Today, however, younger generations have no experience of that time when signs over rest-room doors, sings over water fountains, in restaurant windows and hotels said: WHITE ONLY, COLORED NOT ALLOWED. Today’s generation of children, as well as many of their parents and teachers, have not had to endure such indignities or even worse aspects of racism that once pervaded America, and I am grateful for that. But, unfortunately, as we all know, racism still exists.

-Mildred Taylor, Foreword to the 25th Anniversary edition of Roll of Thunder, Hear My Cry

Until quite recently, I had not read Roll of Thunder, Hear My Cry, despite several people suggesting it to me. And then I was tired of middle grade fantasy that takes the same old tired tropes and recycles them without using them to do something new, and so I sat down and started to read Cassie Logan’s story.

I wish I had read it years ago; I am so glad I have read it now.

Days later, I still can’t stop thinking about how relevant–how tragically relevant–this book is today. The systems that held the Logan family and even the well-meaning whites helpless still exist, in our under-funded urban schools, our prison systems, our justice system that does not convict those who murder black men. I cannot stop thinking about T.J., about Trayvon Martin, about Jordan Davis, all the young black boys who are killed for the crime of not being perfect, who are killed for the crime of existing.

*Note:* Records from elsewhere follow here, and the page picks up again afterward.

//! Background HTTP transport idle-sweeper (spec §4.7: "a background sweeper
//! (10-minute cadence) drops transports whose `last_access > 30 min`").
//! `fv_provider::http_transport::TransportRegistry::sweep_idle` already does
//! the pruning; this just drives it on a ticker against a shutdown signal.

use std::sync::Arc;
use std::time::Duration;

use fv_provider::http_transport::{TransportConfig, TransportRegistry};
use tokio::time::{self, MissedTickBehavior};
use tracing::debug;

const SWEEP_INTERVAL: Duration = Duration::from_secs(10 * 60);
const IDLE_EVICT_AFTER: Duration = Duration::from_secs(30 * 60);

/// Runs until `shutdown` resolves, sweeping `transports` every 10 minutes.
pub async fn run(transports: Arc<TransportRegistry>, shutdown: impl std::future::Future<Output = ()>) {
    let config = TransportConfig { idle_evict_after: IDLE_EVICT_AFTER, accept_invalid_certs: false };
    let mut ticker = time::interval(SWEEP_INTERVAL);
    ticker.set_missed_tick_behavior(MissedTickBehavior::Delay);

    tokio::pin!(shutdown);
    loop {
        tokio::select! {
            _ = ticker.tick() => {
                debug!("running http transport idle sweep");
                transports.sweep_idle(&config);
            }
            _ = &mut shutdown => {
                debug!("transport cleanup sweeper shutting down");
                return;
            }
        }
    }
}

#[cfg(test)]
mod tests {
    use super::*;

    #[tokio::test]
    async fn run_stops_when_shutdown_resolves() {
        let transports = Arc::new(TransportRegistry::new());
        let (tx, rx) = tokio::sync::oneshot::channel();
        tx.send(()).unwrap();
        let shutdown = async move {
            let _ = rx.await;
        };
        run(transports, shutdown).await;
    }
}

In one sense, Roll of Thunder, Hear My Cry is the story of young black siblings growing up and becoming aware of the world they live in, that you can’t walk on the sidewalk, go to this town, talk to those people. Because you’re black. It is the story of their struggle to understand this system and what it means. Stacey cannot be friends with Jeremy, though they both might want to, and part of his maturing is realizing that this is true and accepting it.

If you want to see the pain of racism, its effects on everyone it touches, you should read this book.

Roll of thunder,
Hear my cry
Over the water
Bye and bye
Ole man comin’
Down the line
Whip in hand
To beat me down
But I ain’t
Gonna let him
Turn me ’round

But of course, this is only part of the story. And I was equally struck by another aspect, by the strength of the Logan family and the way they are portrayed. They, especially David, the children’s father, show the spirit that echoes through the titular song. There is understanding of the way the world is, and yet a refusal to accept it and give up. David Logan picks his battles, but he does fight. And again and again, despite their relative helplessness (30 years before “I Have a Dream”, deep in Mississippi, with no support) the Logan family chooses to do what’s right. Even Mary, perhaps more cautious than the others, pastes over the school books that show how little the white authorities care for black children. She does not win; they cannot win; they do it anyway.

And at the same time, despite the moral courage of all these characters, there is also understanding of the fact that they are relatively privileged. They are not sharecroppers, they have the land. This is explicitly spelled out by David to Stacey: “You were born blessed, boy, with land of your own. If you hadn’t been, you’d cry out for it while you try to survive…like Mr. Lanier and Mr. Avery. Maybe even do what they doing now. It’s hard on a man to give up, but sometimes it seems there just ain’t nothing else he can do.”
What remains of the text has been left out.